Python：尝试在索引处比较两个字符串时，列表索引超出范围？

Question

I have this function to check if a string contains three or more lowercase letters.

def lowerCaseValid(word):
lowCharList = ['abcdefghijklmnopqrstuvwxyz']
i = 0
flag = 0
while i <= len(word):
    j = 0
    while j <= len(lowCharList):
        if lowCharList[j] == word[i]:
            flag += 1
            j = 0
        else:
            j += 1
    i += 1
if flag >= 3:
    return True

In simple terms, I pass in a string (word) and create a list of acceptable characters (lowCharList).

Then, I set up a nested while loop that checks word[i] at every index of lowCharList, until it finds a match.

Then it resets lowCharList counter and adds 1 to flag, and moves on to word[i+1].

If it doesn't find a match by the time it reaches z, then it moves onto word[i+1] anyways.

For some reason, why I try my sample input in my main function.

def main():
  word = 'corRe!33'
  print(lowerCaseValid(word))

I get this error:

in lowerCaseValid
if lowCharList[j] == word[i]:
IndexError: list index out of range

Why is it throwing this error? Thank you.

Answer 1

using python's in operator is easier...

    def lowerCaseValid(word):
       cnt = 0
       lowCharList = ['abcdefghijklmnopqrstuvwxyz']
       chars = lowCharList.pop ()
       for ch in word:
           if ch in chars:
           cnt += 1

       return  cnt >= 3

or with using sets just 2 lines of code

def lowerCaseValid(word):

    lowCharList = ['abcdefghijklmnopqrstuvwxyz']

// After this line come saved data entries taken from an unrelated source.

//! Grid layout for partitioned rows.
//!
//! Turns the rows produced by [`gridline_layout::partition_rows`] into cell
//! rectangles: equal-width columns separated by `gap` cells, with one blank
//! row between grid rows when the gap is non-zero.

use gridline_layout::GridRow;
use ratatui::{
    buffer::Buffer,
    layout::{Constraint, Layout, Rect},
};

/// Returns the height in rows of a grid with `rows` rows.
///
/// # Examples
///
/// ```
/// use gridline_tui::widgets::grid_height;
///
/// assert_eq!(grid_height(2, 6, 1), 13);
/// assert_eq!(grid_height(2, 6, 0), 12);
/// assert_eq!(grid_height(0, 6, 1), 0);
/// ```
#[must_use]
pub fn grid_height(rows: usize, row_height: u16, gap: u16) -> u16 {
    let Ok(rows) = u16::try_from(rows) else {
        return u16::MAX;
    };
    if rows == 0 {
        return 0;
    }
    let row_gap = u16::from(gap > 0);
    rows.saturating_mul(row_height)
        .saturating_add((rows - 1).saturating_mul(row_gap))
}

/// Renders grid rows into `area`, calling `render_item` for every
/// non-placeholder cell.
///
/// Rows that do not fit in `area` are skipped. Returns each rendered
/// item's position in the input sequence with the rectangle it was drawn
/// in.
///
/// # Examples
///
/// ```
/// use gridline_layout::partition_rows;
/// use ratatui::{buffer::Buffer, layout::Rect};
/// use gridline_tui::widgets::render_grid;
///
/// let items = ["a", "b", "c"];
/// let rows = partition_rows(&items, 2);
/// let area = Rect::new(0, 0, 21, 5);
/// let mut buf = Buffer::empty(area);
///
/// let placed = render_grid(&rows, 2, 1, area, &mut buf, |item, rect, buf| {
///     buf.set_string(rect.x, rect.y, *item, ratatui::style::Style::default());
/// });
///
/// assert_eq!(placed[0], (0, Rect::new(0, 0, 10, 2)));
/// assert_eq!(placed[1], (1, Rect::new(11, 0, 10, 2)));
/// assert_eq!(placed[2], (2, Rect::new(0, 3, 10, 2)));
/// ```
pub fn render_grid<'a, T, F>(
    rows: &[GridRow<'a, T>],
    row_height: u16,
    gap: u16,
    area: Rect,
    buf: &mut Buffer,
    mut render_item: F,
) -> Vec<(usize, Rect)>
where
    F: FnMut(&'a T, Rect, &mut Buffer),
{
    let row_gap = u16::from(gap > 0);
    let mut placed = Vec::new();
    let mut y = area.y;

    for row in rows {
        if y.saturating_add(row_height) > area.bottom() {
            break;
        }
        let row_area = Rect::new(area.x, y, area.width, row_height);
        let columns = Layout::horizontal(vec![Constraint::Fill(1); row.cells.len()])
            .spacing(gap)
            .split(row_area);

        for (cell, rect) in row.cells.iter().zip(columns.iter()) {
            if let Some(item) = cell.item() {
                render_item(item, *rect, buf);
                placed.push((cell.index(), *rect));
            }
        }
        y = y.saturating_add(row_height + row_gap);
    }

    placed
}

#[cfg(test)]
mod tests {
    use super::*;
    use gridline_layout::partition_rows;

    #[test]
    fn placeholder_cells_keep_column_width() {
        let items = [1u8, 2, 3];
        let rows = partition_rows(&items, 4);
        let area = Rect::new(2, 1, 40, 4);
        let mut buf = Buffer::empty(Rect::new(0, 0, 44, 6));

        let placed = render_grid(&rows, 4, 0, area, &mut buf, |_, _, _| {});

        assert_eq!(placed.len(), 3);
        assert!(placed.iter().all(|(_, rect)| rect.width == 10));
        assert_eq!(placed[2].1.x, 22);
    }

    #[test]
    fn rows_that_do_not_fit_are_skipped() {
        let items = [1u8, 2, 3, 4];
        let rows = partition_rows(&items, 2);
        let area = Rect::new(0, 0, 20, 7);
        let mut buf = Buffer::empty(area);

        let placed = render_grid(&rows, 6, 2, area, &mut buf, |_, _, _| {});

        let indices: Vec<usize> = placed.iter().map(|(i, _)| *i).collect();
        assert_eq!(indices, vec![0, 1]);
    }

    #[test]
    fn height_saturates() {
        assert_eq!(grid_height(usize::MAX, 6, 1), u16::MAX);
        assert_eq!(grid_height(20_000, 6, 1), u16::MAX);
    }
}
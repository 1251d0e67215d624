//! Status bar widget.
//!
//! Key hints on the left; refresh progress or the last refresh time on the
//! right.

use chrono::{DateTime, Utc};
use ratatui::{
    buffer::Buffer,
    layout::Rect,
    style::{Color, Modifier, Style},
};

const HINTS: &str = " ←↑↓→ move  Enter open  r refresh  i layout  ? help";

/// Renders the status bar into a single-row `area`.
///
/// When both sides do not fit, the refresh status wins.
///
/// # Examples
///
/// ```
/// use ratatui::{buffer::Buffer, layout::Rect};
/// use gridline_tui::widgets::render_status_bar;
///
/// let area = Rect::new(0, 0, 80, 1);
/// let mut buf = Buffer::empty(area);
///
/// render_status_bar(true, None, area, &mut buf);
/// ```
pub fn render_status_bar(
    refreshing: bool,
    refreshed_at: Option<DateTime<Utc>>,
    area: Rect,
    buf: &mut Buffer,
) {
    if area.width == 0 || area.height == 0 {
        return;
    }
    let background = Style::default().bg(Color::Black);
    buf.set_style(area, background);

    let (status, status_style) = if refreshing {
        (
            "⟳ Refreshing… ".to_string(),
            Style::default()
                .fg(Color::Yellow)
                .add_modifier(Modifier::BOLD),
        )
    } else if let Some(at) = refreshed_at {
        (
            format!("Updated {} UTC ", at.format("%H:%M:%S")),
            Style::default().fg(Color::Green),
        )
    } else {
        (String::new(), Style::default())
    };

    let status_width = status.chars().count() as u16;
    let status_x = area.right().saturating_sub(status_width).max(area.x);
    let hint_room = status_x.saturating_sub(area.x).saturating_sub(1);

    buf.set_stringn(
        area.x,
        area.y,
        HINTS,
        usize::from(hint_room),
        Style::default().fg(Color::DarkGray),
    );
    buf.set_stringn(
        status_x,
        area.y,
        &status,
        usize::from(area.width),
        status_style,
    );
}

#[cfg(test)]
mod tests {
    use super::*;
    use crate::test_utils::buffer_to_string;
    use chrono::TimeZone;

    fn render(refreshing: bool, at: Option<DateTime<Utc>>, width: u16) -> String {
        let area = Rect::new(0, 0, width, 1);
        let mut buf = Buffer::empty(area);
        render_status_bar(refreshing, at, area, &mut buf);
        buffer_to_string(&buf)
    }

    #[test]
    fn idle_shows_hints_only() {
        let content = render(false, None, 80);
        assert_eq!(content.trim_end(), HINTS.trim_end());
    }

    #[test]
    fn refreshing_is_right_aligned() {
        let content = render(true, None, 80);
        assert!(content.contains("? help"));
        assert!(content.trim_end().ends_with("⟳ Refreshing…"));
    }

    #[test]
    fn shows_last_refresh_time() {
        let at = Utc.with_ymd_and_hms(2025, 1, 15, 10, 30, 5).unwrap();
        let content = render(false, Some(at), 80);
        assert!(content.contains("Updated 10:30:05 UTC"));
    }

    #[test]
    fn status_wins_when_narrow() {
        let content = render(true, None, 16);
        assert_eq!(content, "  ⟳ Refreshing…\n");
    }

    #[test]
    fn both_sides_fit() {
        let at = Utc.with_ymd_and_hms(2025, 1, 15, 9, 0, 0).unwrap();
        assert_eq!(
            render(false, Some(at), 73),
            format!("{HINTS} Updated 09:00:00 UTC\n")
        );
    }
}
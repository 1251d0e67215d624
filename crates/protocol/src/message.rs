//! TUI message types for event handling.
//!
//! This module defines the message enum used for communication between
//! the input handler, background tasks, and the application state.

use gridline_layout::Orientation;
use serde::{Deserialize, Serialize};

/// Messages that drive dashboard state changes.
///
/// Most are produced by the input handler; `RefreshComplete` and
/// `OrientationChanged` arrive from deferred work and viewport
/// subscriptions.
///
/// # Examples
///
/// ```
/// use gridline_protocol::Message;
///
/// let msg = Message::NavigateRight;
/// assert!(matches!(msg, Message::NavigateRight));
/// ```
#[derive(Debug, Clone, PartialEq, Eq, Hash, Serialize, Deserialize)]
#[serde(rename_all = "snake_case")]
pub enum Message {
    /// Move the tile selection left.
    NavigateLeft,
    /// Move the tile selection right.
    NavigateRight,
    /// Move the tile selection up one row.
    NavigateUp,
    /// Move the tile selection down one row.
    NavigateDown,
    /// Press the selected tile.
    Select,
    /// Escape: close an overlay or clear the selection (contextual).
    Escape,
    /// Quit the application.
    Quit,
    /// Pull to refresh.
    Refresh,
    /// A scheduled refresh has finished.
    RefreshComplete,
    /// Scroll the content up one row.
    ScrollUp,
    /// Scroll the content down one row.
    ScrollDown,
    /// Toggle the help overlay.
    ToggleHelp,
    /// Toggle the layout inspector overlay.
    ToggleInspector,
    /// Header menu button.
    OpenMenu,
    /// Header notification button.
    OpenNotifications,
    /// Header profile button.
    OpenProfile,
    /// Mouse click at coordinates (column, row).
    ClickAt {
        /// Column (x coordinate) of the click.
        column: u16,
        /// Row (y coordinate) of the click.
        row: u16,
    },
    /// The terminal was resized.
    Resize {
        /// New width in cells.
        columns: u16,
        /// New height in cells.
        rows: u16,
    },
    /// The viewport subscription reported a new orientation.
    OrientationChanged {
        /// Orientation after the change.
        orientation: Orientation,
    },
}

impl Message {
    /// Returns `true` if this message moves the tile selection.
    ///
    /// # Examples
    ///
    /// ```
    /// use gridline_protocol::Message;
    ///
    /// assert!(Message::NavigateLeft.is_navigation());
    /// assert!(!Message::ScrollDown.is_navigation());
    /// ```
    #[must_use]
    pub fn is_navigation(&self) -> bool {
        matches!(
            self,
            Self::NavigateLeft | Self::NavigateRight | Self::NavigateUp | Self::NavigateDown
        )
    }

    /// Returns `true` if this message should terminate the application.
    ///
    /// # Examples
    ///
    /// ```
    /// use gridline_protocol::Message;
    ///
    /// assert!(Message::Quit.is_terminating());
    /// assert!(!Message::Escape.is_terminating());
    /// ```
    #[must_use]
    pub fn is_terminating(&self) -> bool {
        matches!(self, Self::Quit)
    }

    /// Returns `true` for messages that do not come from user input.
    ///
    /// These must never be swallowed by overlays.
    #[must_use]
    pub fn is_system(&self) -> bool {
        matches!(
            self,
            Self::RefreshComplete | Self::Resize { .. } | Self::OrientationChanged { .. }
        )
    }
}
impl App {
    /// Creates a new application showing `data`.
    ///
    /// The resolver starts from an 80×24 terminal using the configured cell
    /// size and display metrics, and is corrected on the first resize.
    ///
    /// # Examples
    ///
    /// ```
    /// use gridline_config::Config;
    /// use gridline_protocol::dummy::sample_dashboard;
    /// use gridline_tui::App;
    ///
    /// let app = App::new(sample_dashboard(), Config::default());
    /// assert_eq!(app.resolver().grid_columns(), 4);
    /// ```
    #[must_use]
    pub fn new(data: DashboardData, config: Config) -> Self {
        let cell = CellSize::new(config.display.cell_width, config.display.cell_height);
        let resolver = ViewportResolver::new(
            cell.viewport(INITIAL_COLUMNS, INITIAL_ROWS),
            config.display.metrics(),
        );
        let (tx, rx) = mpsc::unbounded_channel();

        let notify = tx.clone();
        let subscription = resolver.subscribe(move |change| {
            let msg = Message::OrientationChanged {
                orientation: change.orientation,
            };
            if notify.send(msg).is_err() {
                tracing::debug!("orientation change after the app shut down");
            }
        });

        let mut state = DashboardState::new(data);
        state.orientation = resolver.orientation();

        Self {
            state,
            resolver,
            config,
            cell,
            subscription: Some(subscription),
            tx,
            rx,
            should_quit: false,
            last_area: Rect::default(),
            content_area: Rect::default(),
            canvas: DashboardCanvas::default(),
            header_buttons: HeaderButtons::default(),
            refresh_task: None,
        }
    }

    /// Returns a reference to the dashboard state.
    #[must_use]
    pub fn state(&self) -> &DashboardState {
        &self.state
    }

    /// Returns a reference to the application configuration.
    #[must_use]
    pub fn config(&self) -> &Config {
        &self.config
    }

    /// Returns the layout resolver.
    #[must_use]
    pub fn resolver(&self) -> &ViewportResolver {
        &self.resolver
    }

    /// Returns `true` once the user has asked to quit.
    #[must_use]
    pub fn should_quit(&self) -> bool {
        self.should_quit
    }

    /// Updates the application state based on a message.
    ///
    /// System messages (refresh completion, resizes, orientation changes)
    /// are always handled. While an overlay is open, `?` and `i` switch
    /// overlays, scrolling is ignored, and any other input closes it.
    /// `Quit` always works.
    ///
    /// Starting a refresh spawns a timer, so `Refresh` and `ScrollUp` at the
    /// top must be sent from within a tokio runtime.
    pub fn update(&mut self, msg: Message) {
        if msg.is_system() {
            self.handle_system(msg);
            return;
        }
        if msg.is_terminating() {
            self.should_quit = true;
            return;
        }

        if self.state.has_overlay() {
            match msg {
                Message::ToggleHelp => self.state.toggle_help(),
                Message::ToggleInspector => self.state.toggle_inspector(),
                Message::ScrollUp | Message::ScrollDown => {}
                _ => {
                    self.state.dismiss_overlay();
                }
            }
            return;
        }

        if msg.is_navigation() {
            self.navigate(&msg);
            self.reveal_selection();
            return;
        }

        match msg {
            Message::Select => {
                if let Some(alert) = self.state.selected.and_then(|t| self.state.alert_for(t)) {
                    self.state.show_alert(alert);
                }
            }
            Message::Escape => self.state.clear_selection(),
            Message::Refresh => self.start_refresh(),
            Message::ScrollUp => {
                if !self.state.scroll_up() {
                    // Pulling past the top refreshes.
                    self.start_refresh();
                }
            }
            Message::ScrollDown => self.state.scroll_down(self.max_scroll()),
            Message::ToggleHelp => self.state.toggle_help(),
            Message::ToggleInspector => self.state.toggle_inspector(),
            Message::OpenMenu => self.state.show_alert(Alert::menu()),
            Message::OpenNotifications => self.state.show_alert(Alert::notifications()),
            Message::OpenProfile => self.state.show_alert(Alert::profile()),
            Message::ClickAt { column, row } => self.handle_click(column, row),
            _ => {}
        }
    }

    fn handle_system(&mut self, msg: Message) {
        match msg {
            Message::RefreshComplete => {
                self.state.data.apply_refresh(Utc::now());
                self.state.refreshing = false;
                self.refresh_task = None;
                tracing::info!("dashboard refreshed");
            }
            Message::Resize { columns, rows } => self.resize(columns, rows),
            Message::OrientationChanged { orientation } => {
                if orientation != self.state.orientation {
                    tracing::info!(from = %self.state.orientation, to = %orientation, "orientation changed");
                    self.state.orientation = orientation;
                }
            }
            _ => {}
        }
    }

    /// Feeds a new terminal size to the resolver.
    fn resize(&mut self, columns: u16, rows: u16) {
        self.last_area = Rect::new(0, 0, columns, rows);
        self.resolver.update(self.cell.viewport(columns, rows));
        tracing::debug!(
            columns,
            rows,
            device = %self.resolver.device_class(),
            grid_columns = self.resolver.grid_columns(),
            "viewport updated"
        );
    }

    fn start_refresh(&mut self) {
        if self.state.refreshing {
            tracing::debug!("refresh already in progress");
            return;
        }
        self.state.refreshing = true;
        self.refresh_task = Some(schedule_refresh(
            self.config.refresh.delay(),
            self.tx.clone(),
        ));
    }

    fn max_scroll(&self) -> u16 {
        self.canvas.height().saturating_sub(self.content_area.height)
    }

    /// Moves the selection; rows hold as many tiles as the grid has columns.
    fn navigate(&mut self, msg: &Message) {
        let columns = self.resolver.grid_columns();
        match msg {
            Message::NavigateLeft => self.state.navigate_left(),
            Message::NavigateRight => self.state.navigate_right(),
            Message::NavigateUp => self.state.navigate_up(columns),
            Message::NavigateDown => self.state.navigate_down(columns),
            _ => {}
        }
    }

    /// Scrolls the selected tile into view, using the last render.
    fn reveal_selection(&mut self) {
        let Some(tile) = self.state.selected else {
            return;
        };
        if let Some(rect) = self.canvas.tile_rect(tile) {
            self.state
                .scroll_into_view(rect.y, rect.bottom(), self.content_area.height);
        }
    }

    /// Handles a mouse click at the given coordinates.
    ///
    /// Header buttons open their alerts; a click on a tile selects it and
    /// presses it.
    fn handle_click(&mut self, column: u16, row: u16) {
        let position = (column, row).into();
        let buttons = self.header_buttons;
        if buttons.menu.contains(position) {
            self.state.show_alert(Alert::menu());
            return;
        }
        if buttons.notifications.contains(position) {
            self.state.show_alert(Alert::notifications());
            return;
        }
        if buttons.profile.contains(position) {
            self.state.show_alert(Alert::profile());
            return;
        }

        if !self.content_area.contains(position) {
            return;
        }
        let x = column - self.content_area.x;
        let y = (row - self.content_area.y).saturating_add(self.state.scroll);
        let Some(tile) = self.canvas.tile_at(x, y) else {
            return;
        };
        self.state.selected = Some(tile);
        if let Some(alert) = self.state.alert_for(tile) {
            self.state.show_alert(alert);
        }
    }

    /// Renders the application UI to the given frame.
    ///
    /// A size change since the last frame is fed to the resolver first, so
    /// every frame is laid out for the size it is drawn at. Terminals below
    /// the minimum size get a "terminal too small" message.
    pub fn view(&mut self, frame: &mut Frame) {
        let area = frame.area();
        if (area.width, area.height) != (self.last_area.width, self.last_area.height) {
            self.resize(area.width, area.height);
        }
        self.last_area = area;

        if area.height < MIN_HEIGHT || area.width < MIN_WIDTH {
            self.header_buttons = HeaderButtons::default();
            self.content_area = Rect::default();
            self.canvas = DashboardCanvas::default();
            render_terminal_too_small(frame, area);
            return;
        }

        let [header_area, content_area, status_area] = Layout::vertical([
            Constraint::Length(HEADER_HEIGHT),
            Constraint::Min(0),
            Constraint::Length(STATUS_BAR_HEIGHT),
        ])
        .areas(area);

        let layout = self.resolver.snapshot();
        let cell_px = self.cell.width_px();
        let metrics = ContentMetrics {
            stat_columns: layout.grid_columns,
            inset: px_to_cells(layout.adaptive_padding, cell_px),
            gap: px_to_cells(layout.spacing.get(SpacingSize::Small), cell_px),
        };
        let subtitle = if layout.is_tablet {
            "Welcome back, tablet user!"
        } else {
            "Welcome back, mobile user!"
        };

        let canvas = render_dashboard(
            &self.state.data,
            &metrics,
            self.state.selected,
            content_area.width,
        );
        self.content_area = content_area;
        self.canvas = canvas;
        self.state.clamp_scroll(self.max_scroll());

        let buf = frame.buffer_mut();
        self.header_buttons = render_header(subtitle, header_area, buf);
        blit(&self.canvas.buffer, self.state.scroll, content_area, buf);
        render_status_bar(
            self.state.refreshing,
            self.state.data.refreshed_at,
            status_area,
            buf,
        );

        match &self.state.overlay {
            Overlay::None => {}
            Overlay::Help => render_help_overlay(area, buf),
            Overlay::Inspector => render_inspector(&layout, self.resolver.metrics(), area, buf),
            Overlay::Alert(alert) => render_alert(alert, area, buf),
        }
    }

    /// Runs the main application loop.
    ///
    /// This function blocks until the user quits the application.
    /// It polls for events, drains completions from background tasks,
    /// updates state, and renders the UI.
    ///
    /// # Errors
    ///
    /// Returns an error if terminal operations fail.
    ///
    /// # Examples
    ///
    /// ```no_run
    /// use gridline_config::Config;
    /// use gridline_protocol::dummy::sample_dashboard;
    /// use gridline_tui::{App, terminal};
    ///
    /// #[tokio::main]
    /// async fn main() -> anyhow::Result<()> {
    ///     let mut terminal = terminal::setup_terminal()?;
    ///     let mut app = App::new(sample_dashboard(), Config::default());
    ///     app.run(&mut terminal).await?;
    ///     terminal::restore_terminal(&mut terminal)?;
    ///     Ok(())
    /// }
    /// ```
    pub async fn run(&mut self, terminal: &mut AppTerminal) -> anyhow::Result<()> {
        let result = self.event_loop(terminal);
        self.finish(result)
    }

    fn event_loop(&mut self, terminal: &mut AppTerminal) -> anyhow::Result<()> {
        let fallback = CellSize::new(
            self.config.display.cell_width,
            self.config.display.cell_height,
        );
        self.cell = measure_cell_size(fallback, self.config.display.pixel_ratio);
        let size = terminal.size()?;
        self.update(Message::Resize {
            columns: size.width,
            rows: size.height,
        });
        tracing::info!(cell = ?self.cell, "dashboard started");

        loop {
            terminal.draw(|frame| self.view(frame))?;

            if let Some(event) = poll_event()? {
                if let Some(msg) = event_to_message(&event) {
                    self.update(msg);
                }
            }

            while let Ok(msg) = self.rx.try_recv() {
                self.update(msg);
            }

            if self.should_quit {
                return Ok(());
            }
        }
    }

    /// Shuts down whether or not the loop failed, then hands back its result.
    fn finish(&mut self, result: anyhow::Result<()>) -> anyhow::Result<()> {
        self.shutdown();
        result
    }

    /// Unsubscribes from the resolver and cancels any pending refresh.
    fn shutdown(&mut self) {
        if let Some(subscription) = self.subscription.take() {
            subscription.unsubscribe();
        }
        if let Some(task) = self.refresh_task.take() {
            task.abort();
        }
        tracing::info!("dashboard stopped");
    }
}
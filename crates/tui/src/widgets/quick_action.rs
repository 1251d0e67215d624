//! Quick-action tile widget.

use gridline_protocol::QuickAction;
use ratatui::{
    buffer::Buffer,
    layout::{Alignment, Rect},
    style::{Color, Modifier, Style},
    text::{Line, Span},
    widgets::{Block, BorderType, Borders, Paragraph, Widget},
};

use super::{accent_color, truncate};

/// Renders a quick-action tile: the icon above a centered title.
///
/// # Examples
///
/// ```
/// use ratatui::{buffer::Buffer, layout::Rect};
/// use gridline_protocol::dummy::sample_quick_actions;
/// use gridline_tui::widgets::render_quick_action;
///
/// let actions = sample_quick_actions();
/// let area = Rect::new(0, 0, 16, 4);
/// let mut buf = Buffer::empty(area);
///
/// render_quick_action(&actions[1], true, area, &mut buf);
/// ```
pub fn render_quick_action(action: &QuickAction, is_selected: bool, area: Rect, buf: &mut Buffer) {
    if area.width < 3 || area.height < 3 {
        return;
    }

    let accent = accent_color(action.accent);
    let (border_style, title_style) = if is_selected {
        (
            Style::default().fg(accent),
            Style::default().fg(accent).add_modifier(Modifier::BOLD),
        )
    } else {
        (
            Style::default().fg(Color::DarkGray),
            Style::default().fg(Color::White),
        )
    };

    let inner_width = usize::from(area.width.saturating_sub(2));
    let content = vec![
        Line::from(Span::styled(action.icon.glyph(), Style::default().fg(accent))),
        Line::from(Span::styled(truncate(&action.title, inner_width), title_style)),
    ];

    Paragraph::new(content)
        .alignment(Alignment::Center)
        .block(
            Block::default()
                .borders(Borders::ALL)
                .border_type(BorderType::Rounded)
                .border_style(border_style),
        )
        .render(area, buf);
}

#[cfg(test)]
mod tests {
    use super::*;
    use crate::test_utils::buffer_to_string;
    use gridline_protocol::{Accent, Icon};

    #[test]
    fn tile_centers_icon_and_title() {
        let action = QuickAction::new("Settings", Icon::Settings, Accent::Neutral);
        let area = Rect::new(0, 0, 14, 4);
        let mut buf = Buffer::empty(area);

        render_quick_action(&action, false, area, &mut buf);

        insta::assert_snapshot!(buffer_to_string(&buf), @r"
        ╭────────────╮
        │      ⚙     │
        │  Settings  │
        ╰────────────╯
        ");
    }

    #[test]
    fn long_title_is_truncated() {
        let action = QuickAction::new("View Reports", Icon::Assessment, Accent::Secondary);
        let area = Rect::new(0, 0, 8, 4);
        let mut buf = Buffer::empty(area);

        render_quick_action(&action, false, area, &mut buf);

        assert!(buffer_to_string(&buf).contains("View …"));
    }

    #[test]
    fn selected_tile_highlights_border() {
        let action = QuickAction::new("Add Product", Icon::AddBox, Accent::Primary);
        let area = Rect::new(0, 0, 16, 4);
        let mut buf = Buffer::empty(area);

        render_quick_action(&action, true, area, &mut buf);

        assert_eq!(buf.cell((0, 0)).unwrap().fg, Color::Blue);
    }
}
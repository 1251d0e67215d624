//! Centralized layout measurements for the TUI.
//!
//! Row heights are fixed in terminal cells. Horizontal insets and gaps come
//! from the layout resolver in logical pixels and are converted to cells
//! with [`px_to_cells`].

/// Height of the header bar in rows.
///
/// Rounded border plus the title and subtitle lines.
pub const HEADER_HEIGHT: u16 = 4;

/// Height of the status bar in rows.
pub const STATUS_BAR_HEIGHT: u16 = 1;

/// Height of a statistic card in rows.
///
/// Border (2 rows), icon and trend, value, title, subtitle.
pub const STAT_CARD_HEIGHT: u16 = 6;

/// Height of a quick-action tile in rows.
pub const QUICK_ACTION_HEIGHT: u16 = 4;

/// Number of columns in the quick-actions grid, whatever the device class.
pub const QUICK_ACTION_COLUMNS: usize = 4;

/// Blank rows above the first statistic row and below the last panel.
pub const CONTENT_MARGIN: u16 = 1;

/// Minimum terminal height for useful rendering.
///
/// Header, status bar and one statistic card.
pub const MIN_HEIGHT: u16 = HEADER_HEIGHT + STATUS_BAR_HEIGHT + STAT_CARD_HEIGHT;

/// Minimum terminal width for useful rendering.
///
/// Two statistic cards side by side need at least 14 cells each.
pub const MIN_WIDTH: u16 = 30;

/// Converts a length in logical pixels to whole terminal cells, rounding
/// to the nearest cell.
///
/// A zero cell size yields zero cells.
///
/// # Examples
///
/// ```
/// use gridline_tui::layout::px_to_cells;
///
/// assert_eq!(px_to_cells(38, 8), 5);
/// assert_eq!(px_to_cells(3, 8), 0);
/// assert_eq!(px_to_cells(4, 8), 1);
/// ```
#[must_use]
pub fn px_to_cells(px: u32, cell_px: u16) -> u16 {
    if cell_px == 0 {
        return 0;
    }
    let cell_px = u32::from(cell_px);
    let cells = px.saturating_add(cell_px / 2) / cell_px;
    u16::try_from(cells).unwrap_or(u16::MAX)
}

    return len(set(lowCharList.pop()) & set(word)) >=3

or one liner with map and lambda

def lowerCaseValid(word):

    return len(list(map(lambda x: x.islower, list(word)))) >=3

Answer 2

Another alternative approach using a list comprehension and string.ascii_lowercase instead of redefining the lowercase letters:

from string import ascii_lowercase

def lowerCaseValid(word):
    return sum[x in ascii_lowercase for x in word] >= 3

How this works is that the list comprehension goes through each letter in word. The x in ascii_lowercase will return a boolean value of either True (1) or False (0), then sum up the True s

Answer 3

Change

lowCharList = ['abcdefghijklmnopqrstuvwxyz']

to

lowCharList = list('abcdefghijklmnopqrstuvwxyz')

I believe this should help, since you have a list containing only 1 item, whereas this way, you create a list with 24 items (all different letters).

Answer 4

As heemayl pointed out in the comments, lowCharList is 1 element long! Now you have 2 options: make lowCharList an actual list ( lowCharList = list ("abcd...") ), or keep lowCharList a string, which will work just fine (remove the brackets in the definition.

Might I suggest another method: checking if str.islower count adds up to >=3. So:

lower_count = 0
for letter in word: 
    if letter.islower(): lower_count += 1
if lower_count >= 3: return True

Also, as suggested in the comments:

return len ([letter for letter in word if letter.islower()]) >= 3 

would work (better than my answer, which is just the expanded form of it)